Emigration to a tax haven or to a country offering special retirement incentives may serve to break totally or in part the link between a taxpayer and the high tax jurisdiction from which he or she is emigrating. Normally, it is the change in the place of residence that is material; however, in other cases, a change in domicile or even citizenship (say in the case of the United States) may be necessary for the purposes of an international tax plan.
 

Venture Capital Incentives

An investor investing in an approved venture company that is developing or using a new technology that is of economic or technical benefit may be allowed to deduct up to the full amount of the investment, or any loss arising from the sale of shares or from the liquidation of the approved venture company.

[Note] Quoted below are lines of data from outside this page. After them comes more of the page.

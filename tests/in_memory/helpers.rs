//! Shared test helpers for in-memory integration tests.

use std::sync::Arc;

use mockable::DefaultClock;
use novatra::{
    identity::{
        domain::{Actor, GlobalRole, User, UserId},
        services::RegisterUserRequest,
    },
    notification::{adapters::memory::InMemoryNotificationRepository, services::NotificationService},
    project::{
        adapters::memory::{InMemoryInvitationRepository, InMemoryProjectRepository},
        services::ProjectService,
    },
    task::{adapters::memory::InMemoryTaskRepository, services::TaskLifecycleService},
    workspace::Workspace,
};
use rstest::fixture;

/// Workspace type used by the integration tests.
pub type TestWorkspace = Workspace<DefaultClock>;

/// Project service over in-memory stores.
pub type Projects =
    ProjectService<InMemoryProjectRepository, InMemoryInvitationRepository, DefaultClock>;

/// Notification service over an in-memory store.
pub type Mailbox = NotificationService<InMemoryNotificationRepository, DefaultClock>;

/// Task engine wired to real project and notification services.
pub type Engine = TaskLifecycleService<InMemoryTaskRepository, Projects, Mailbox, DefaultClock>;

/// Password shared by every test account.
pub const PASSWORD: &str = "secret";

/// Provides an empty workspace with nobody logged in.
#[fixture]
pub fn workspace() -> TestWorkspace {
    Workspace::new(Arc::new(DefaultClock))
}

/// Services wired together the way a workspace wires them.
pub struct Services {
    pub projects: Arc<Projects>,
    pub mailbox: Arc<Mailbox>,
    pub engine: Engine,
}

/// Provides freshly wired services.
#[fixture]
pub fn services() -> Services {
    let clock = Arc::new(DefaultClock);
    let projects = Arc::new(ProjectService::new(
        Arc::new(InMemoryProjectRepository::new()),
        Arc::new(InMemoryInvitationRepository::new()),
        Arc::clone(&clock),
    ));
    let mailbox = Arc::new(NotificationService::new(
        Arc::new(InMemoryNotificationRepository::new()),
        Arc::clone(&clock),
    ));
    let engine = TaskLifecycleService::new(
        Arc::new(InMemoryTaskRepository::new()),
        Arc::clone(&projects),
        Arc::clone(&mailbox),
        clock,
    );
    Services {
        projects,
        mailbox,
        engine,
    }
}

/// Registers `first_name` with a derived address; the new account is left
/// logged in.
///
/// # Errors
///
/// Returns an error if registration fails.
pub async fn register(
    workspace: &TestWorkspace,
    first_name: &str,
    role: GlobalRole,
) -> Result<User, eyre::Report> {
    let email = format!("{}@example.com", first_name.to_lowercase());
    let user = workspace
        .register(RegisterUserRequest::new(first_name, "Tester", email, PASSWORD).with_role(role))
        .await?;
    Ok(user)
}

/// Builds an actor without an account behind it.
#[must_use]
pub fn actor(first_name: &str, role: GlobalRole) -> Actor {
    Actor {
        id: UserId::new(),
        role,
        first_name: first_name.to_owned(),
        display_name: format!("{first_name} Tester"),
    }
}
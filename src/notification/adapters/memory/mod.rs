//! In-memory notification adapters.

mod notification;

pub use notification::InMemoryNotificationRepository;
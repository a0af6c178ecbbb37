//! Adapter implementations for identity ports.

pub mod memory;
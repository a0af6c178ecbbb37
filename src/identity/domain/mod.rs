//! Domain model for users and sessions.
//!
//! Passwords are kept as plain strings and compared verbatim; hardening
//! authentication is outside the scope of this crate.

mod email;
mod error;
mod ids;
mod session;
mod user;

pub use email::EmailAddress;
pub use error::{IdentityDomainError, ParseGlobalRoleError};
pub use ids::UserId;
pub use session::{Session, SessionState};
pub use user::{Actor, GlobalRole, User, UserProfile, UserUpdate};
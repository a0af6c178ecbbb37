//! [`NotificationSink`] backed by the notification service.

use super::NotificationService;
use crate::notification::{
    domain::{NewNotification, Notification},
    ports::{NotificationRepository, NotificationSink, NotificationSinkError, NotificationSinkResult},
};
use async_trait::async_trait;
use mockable::Clock;

#[async_trait]
impl<R, C> NotificationSink for NotificationService<R, C>
where
    R: NotificationRepository,
    C: Clock + Send + Sync,
{
    async fn notify(&self, notification: NewNotification) -> NotificationSinkResult<Notification> {
        self.create_notification(notification)
            .await
            .map_err(NotificationSinkError::new)
    }
}
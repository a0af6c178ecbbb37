//! Domain model for notifications.

mod error;
mod ids;
mod notification;

pub use error::ParseNotificationKindError;
pub use ids::NotificationId;
pub use notification::{
    NewNotification, Notification, NotificationKind, NotificationPayload, NotificationUpdate,
};
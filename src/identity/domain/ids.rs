//! Identifier types for the identity domain.

use serde::{Deserialize, Serialize};
use std::fmt;
use uuid::Uuid;

/// Unique identifier for a user account.
#[derive(Debug, Clone, Copy, PartialEq, Eq, Hash, PartialOrd, Ord, Serialize, Deserialize)]
#[serde(transparent)]
pub struct UserId(Uuid);

impl UserId {
    /// Creates a new random user identifier.
    #[must_use]
    pub fn new() -> Self {
        Self(Uuid::new_v4())
    }

    /// Creates a user identifier from an existing UUID.
    #[must_use]
    pub const fn from_uuid(uuid: Uuid) -> Self {
        Self(uuid)
    }

    /// Returns the wrapped UUID.
    #[must_use]
    pub const fn into_inner(self) -> Uuid {
        self.0
    }
}

impl Default for UserId {
    fn default() -> Self {
        Self::new()
    }
}

impl AsRef<Uuid> for UserId {
    fn as_ref(&self) -> &Uuid {
        &self.0
    }
}

impl fmt::Display for UserId {
    fn fmt(&self, f: &mut fmt::Formatter<'_>) -> fmt::Result {
        write!(f, "{}", self.0)
    }
}
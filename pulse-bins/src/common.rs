//! Common utilities for all binaries
//!
//! Shared initialization, CLI parsing, and setup code.

use anyhow::{Context, Result};
use clap::Args;
use pulse_core::engine::Snapshot;
use pulse_core::market::MetricKey;
use pulse_core::utils::init_logger;
use pulse_core::{Config, EngineMetrics};
use std::path::PathBuf;

/// Common CLI arguments for all binaries
#[derive(Args, Debug, Clone)]
pub struct CommonArgs {
    /// TOML config file (defaults are used when omitted)
    #[arg(short, long)]
    pub config: Option<PathBuf>,

    /// RNG seed for a reproducible price path
    #[arg(short, long)]
    pub seed: Option<u64>,

    /// Tick period in milliseconds
    #[arg(short, long)]
    pub tick_ms: Option<u64>,

    /// Log level (overrides the config file)
    #[arg(short, long)]
    pub log_level: Option<String>,

    /// Emit JSON logs
    #[arg(long)]
    pub json_logs: bool,
}

impl CommonArgs {
    /// Load the config file (or defaults) and apply CLI overrides
    pub fn load_config(&self) -> Result<Config> {
        let mut config = match &self.config {
            Some(path) => Config::load(path)?,
            None => Config::default(),
        };

        if let Some(seed) = self.seed {
            config.engine.rng_seed = Some(seed);
        }
        if let Some(tick_ms) = self.tick_ms {
            config.engine.tick_period_ms = tick_ms;
        }
        if let Some(level) = &self.log_level {
            config.metrics.log_level = level.clone();
        }
        if self.json_logs {
            config.metrics.json_logs = true;
        }

        config.validate().context("Invalid configuration after CLI overrides")?;
        Ok(config)
    }
}

/// Initialize tracing/logging from the resolved config
pub fn init_logging(config: &Config) -> Result<()> {
    init_logger(&config.metrics.log_level, config.metrics.json_logs)
}

/// Print final statistics
pub fn print_stats(snapshot: &Snapshot, metrics: &EngineMetrics) {
    tracing::info!("=== Final Statistics ===");
    tracing::info!("Ticks published: {}", metrics.ticks_published.get());
    tracing::info!("Ticks skipped: {}", metrics.ticks_skipped.get());
    tracing::info!("Last tick: {}", snapshot.tick);
    tracing::info!("Trades in log: {}", snapshot.trades.len());
    tracing::info!("Insights in log: {}", snapshot.insights.len());

    for instrument in &snapshot.instruments {
        tracing::info!(
            "{:<8} {:>12.4} ({:+.2}%){}",
            instrument.instrument.symbol,
            instrument.price.price,
            instrument.price.change_pct,
            if instrument.stale { " [stale]" } else { "" }
        );
    }

    for key in MetricKey::ALL {
        if let Some(metric) = snapshot.metric(key) {
            tracing::info!(
                "{:<18} {:>16.2} {} (trend {:+.2}%)",
                metric.label,
                metric.value,
                metric.unit,
                metric.trend
            );
        }
    }
}
//! Pulse Core - Synthetic Real-Time Market Feed Engine
//!
//! Pulse produces a continuously updating, internally consistent picture of a
//! simulated market: prices, order books, chart series, trade and insight
//! logs, and rolled-up business metrics. Consumers (dashboards, exporters,
//! tests) read immutable snapshots published once per tick.
//!
//! ## Architecture
//! - **One tick, one snapshot**: every derived view is computed from the same
//!   price step, so consumers never see a book from tick N next to a chart
//!   from tick N-1
//! - **Non-blocking fan-out**: slow consumers observe fewer, newer snapshots
//! - **No I/O in the tick**: external sources are polled on their own task
//!   and degrade to local fallbacks
//! - **Bounded memory**: every series and log has a fixed capacity
//! - **Reproducible**: a seeded RNG replays the exact same price path
//!
//! ## Core Modules
//! - `core`: domain types and error families
//! - `config`: TOML + environment configuration with validation
//! - `market`: price process, order book, sliding windows, event logs, metrics
//! - `sources`: advisory and liquidity clients plus the local fallback
//! - `engine`: tick pipeline, scheduler, snapshot hub, source poller
//! - `resilience`: per-source circuit breaker
//! - `monitoring`: Prometheus metrics and scrape endpoint
//! - `testing`: mocks and builders for tests

pub mod config;
pub mod core;
pub mod engine;
pub mod market;
pub mod monitoring;
pub mod resilience;
pub mod sources;
pub mod testing;
pub mod utils;

pub use crate::config::Config;
pub use crate::core::{
    ChartPoint, EngineError, InsightEvent, Instrument, PriceState, Severity, Side, SourceError,
    StepError, TradeEvent,
};
pub use engine::{
    Engine, EngineBuilder, InstrumentSnapshot, Snapshot, Subscription, SubscriptionHandle,
};
pub use market::{MetricKey, OrderBook, PriceModel, RandomWalk};
pub use monitoring::EngineMetrics;

// Re-export error types
pub use anyhow::{Error, Result};
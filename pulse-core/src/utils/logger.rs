use anyhow::{anyhow, Result};
use tracing_subscriber::{fmt, prelude::*, EnvFilter};

/// Initialize tracing logger
///
/// `RUST_LOG` overrides `log_level` when set. Fails if a global subscriber
/// is already installed.
pub fn init_logger(log_level: &str, json_logs: bool) -> Result<()> {
    let env_filter =
        EnvFilter::try_from_default_env().unwrap_or_else(|_| EnvFilter::new(log_level));

    let result = if json_logs {
        tracing_subscriber::registry()
            .with(env_filter)
            .with(fmt::layer().json().with_current_span(false))
            .try_init()
    } else {
        tracing_subscriber::registry()
            .with(env_filter)
            .with(fmt::layer().with_target(true).with_thread_ids(true))
            .try_init()
    };

    result.map_err(|e| anyhow!("failed to install tracing subscriber: {}", e))
}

Venture capital incentives may sometimes form part of an international tax plan and may indirectly contribute toward closing the gap between high tax jurisdictions and tax havens or international offshore financial centers (IOFCs).
 

Industrial Development Grants

Development authorities may provide non-refundable cash grants toward the cost of the fixed assets of new industries that are considered to have good prospects of success and permanence in free trade conditions and are likely to contribute to the growth of the economy. Specially arranged packages of incentives, embracing industrial grants, interest subsidies, loan guarantees, and training grants, may be provided for approved subjects. Industrial development grants may play a role in an international tax plan, by narrowing the gap between high tax jurisdictions and tax havens or international offshore financial centers (IOFCs).
 

Secondary or Dual Floatations

Many companies float the same entity on more that one stock exchange. The major reason to have a secondary or dual floatation is to attract capital from the other regions in which the company operates so as to enlarge its international investor base. Another reason could be to raise its profile and to seek credibility in a new market that it wishes to penetrate.
 

Arm’s Length Principle

The price which would have been agreed upon between unrelated parties engaged in the same or similar transactions under the same or similar conditions in the open market.